**EXERCISE DIRECTIONS**
Using "left" as the search string, find the matching lines below and copy them.

*** MATERIALS PROVIDED ***

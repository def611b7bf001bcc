use std::collections::HashMap;

use super::{DataIdentity, Identifiable, KEY_SIZE};
use crate::memory::SecureByteList;
use crate::wire::{WireError, WireFormat, WireReader, WireWriter};

/// Owning, insertion-ordered sequence of records.
///
/// Removing a record drops it, which wipes any secret bytes it holds.
#[derive(Debug, Clone)]
pub struct DataCollection<T> {
    items: Vec<T>,
}

impl<T> DataCollection<T> {
    pub fn new() -> Self {
        Self { items: Vec::new() }
    }

    pub fn add(&mut self, item: T) {
        self.items.push(item);
    }

    /// Remove and drop the item at `index`. Returns `false` if out of range.
    pub fn remove(&mut self, index: usize) -> bool {
        self.take(index).is_some()
    }

    /// Remove the item at `index` and hand it back to the caller.
    pub fn take(&mut self, index: usize) -> Option<T> {
        (index < self.items.len()).then(|| self.items.remove(index))
    }

    pub fn clear(&mut self) {
        self.items.clear();
    }

    pub fn get(&self, index: usize) -> Option<&T> {
        self.items.get(index)
    }

    pub fn iter(&self) -> std::slice::Iter<'_, T> {
        self.items.iter()
    }

    pub fn iter_mut(&mut self) -> std::slice::IterMut<'_, T> {
        self.items.iter_mut()
    }

    pub fn len(&self) -> usize {
        self.items.len()
    }

    pub fn is_empty(&self) -> bool {
        self.items.is_empty()
    }
}

impl<T: PartialEq> DataCollection<T> {
    pub fn contains(&self, item: &T) -> bool {
        self.items.contains(item)
    }
}

impl<T: Identifiable> DataCollection<T> {
    pub fn find_by_identity(&self, identity: &DataIdentity) -> Option<&T> {
        self.items.iter().find(|item| item.identity() == identity)
    }
}

impl<T> Default for DataCollection<T> {
    fn default() -> Self {
        Self::new()
    }
}

impl<T> FromIterator<T> for DataCollection<T> {
    fn from_iter<I: IntoIterator<Item = T>>(iter: I) -> Self {
        Self {
            items: iter.into_iter().collect(),
        }
    }
}

impl<T> IntoIterator for DataCollection<T> {
    type Item = T;
    type IntoIter = std::vec::IntoIter<T>;

    fn into_iter(self) -> Self::IntoIter {
        self.items.into_iter()
    }
}

impl<'a, T> IntoIterator for &'a DataCollection<T> {
    type Item = &'a T;
    type IntoIter = std::slice::Iter<'a, T>;

    fn into_iter(self) -> Self::IntoIter {
        self.items.iter()
    }
}

impl<T: WireFormat> WireFormat for DataCollection<T> {
    fn write_to(&self, out: &mut SecureByteList) -> Result<(), WireError> {
        let mark = out.begin_record()?;
        for item in &self.items {
            item.write_to(out)?;
        }
        out.end_record(mark)
    }

    fn read_from(reader: &mut WireReader<'_>) -> Result<Self, WireError> {
        let mut record = reader.read_record()?;
        let mut items = Vec::new();
        while !record.is_exhausted() {
            items.push(T::read_from(&mut record)?);
        }
        Ok(Self { items })
    }
}

/// Reconcile the same collection from several replicas.
///
/// Records are grouped by identity key across every replica and each group
/// is reduced with [`Identifiable::merge`]. Output order follows the first
/// appearance of each key, scanning replicas in the order given.
pub fn merge_by_identity<T, I>(replicas: I) -> DataCollection<T>
where
    T: Identifiable,
    I: IntoIterator<Item = DataCollection<T>>,
{
    let mut groups: Vec<Vec<T>> = Vec::new();
    let mut index: HashMap<[u8; KEY_SIZE], usize> = HashMap::new();

    for replica in replicas {
        for item in replica {
            let key = *item.identity().key();
            match index.get(&key) {
                Some(&slot) => groups[slot].push(item),
                None => {
                    index.insert(key, groups.len());
                    groups.push(vec![item]);
                }
            }
        }
    }

    groups.into_iter().filter_map(T::merge).collect()
}

#[cfg(test)]
mod tests {
    use super::*;
    use crate::data::DataValue;

    fn value(key: u8, version: u64, content: &[u8]) -> DataValue {
        DataValue::from_parts(DataIdentity::from_parts([key; KEY_SIZE], version), content)
    }

    #[test]
    fn test_add_remove_take() {
        let mut collection = DataCollection::new();
        collection.add(value(1, 1, b"a"));
        collection.add(value(2, 1, b"b"));
        collection.add(value(3, 1, b"c"));

        assert!(collection.remove(0));
        assert!(!collection.remove(7));
        let taken = collection.take(1).unwrap();
        assert_eq!(taken.value(), b"c");
        assert_eq!(collection.len(), 1);
        assert_eq!(collection.get(0).unwrap().value(), b"b");

        collection.clear();
        assert!(collection.is_empty());
    }

    #[test]
    fn test_contains_and_find() {
        let mut collection = DataCollection::new();
        collection.add(value(1, 1, b"a"));

        assert!(collection.contains(&value(1, 9, b"other revision")));
        assert!(!collection.contains(&value(2, 1, b"a")));

        let lookup = DataIdentity::from_parts([1; KEY_SIZE], 0);
        assert_eq!(collection.find_by_identity(&lookup).unwrap().value(), b"a");
    }

    #[test]
    fn test_empty_collection_wire() {
        let collection = DataCollection::<DataValue>::new();
        assert_eq!(collection.to_wire().unwrap().as_slice(), &[0, 0, 0, 0]);
        assert!(DataCollection::<DataValue>::from_wire(&[0, 0, 0, 0]).unwrap().is_empty());
    }

    #[test]
    fn test_merge_keeps_newest_and_unmatched() {
        let left: DataCollection<_> = [value(1, 10, b"left-1"), value(2, 5, b"left-2")].into_iter().collect();
        let right: DataCollection<_> = [value(2, 7, b"right-2"), value(3, 1, b"right-3")].into_iter().collect();

        let merged = merge_by_identity([left, right]);
        let contents: Vec<&[u8]> = merged.iter().map(DataValue::value).collect();
        assert_eq!(contents, vec![&b"left-1"[..], b"right-2", b"right-3"]);
    }

    #[test]
    fn test_merge_of_nothing_is_empty() {
        let merged = merge_by_identity(Vec::<DataCollection<DataValue>>::new());
        assert!(merged.is_empty());
    }
}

*** End of MATERIALS PROVIDED ***

**RESPONSE AREA**
        let left: DataCollection<_> = [value(1, 10, b"left-1"), value(2, 5, b"left-2")].into_iter().collect();
        let merged = merge_by_identity([left, right]);
        assert_eq!(contents, vec![&b"left-1"[..], b"right-2", b"right-3"]);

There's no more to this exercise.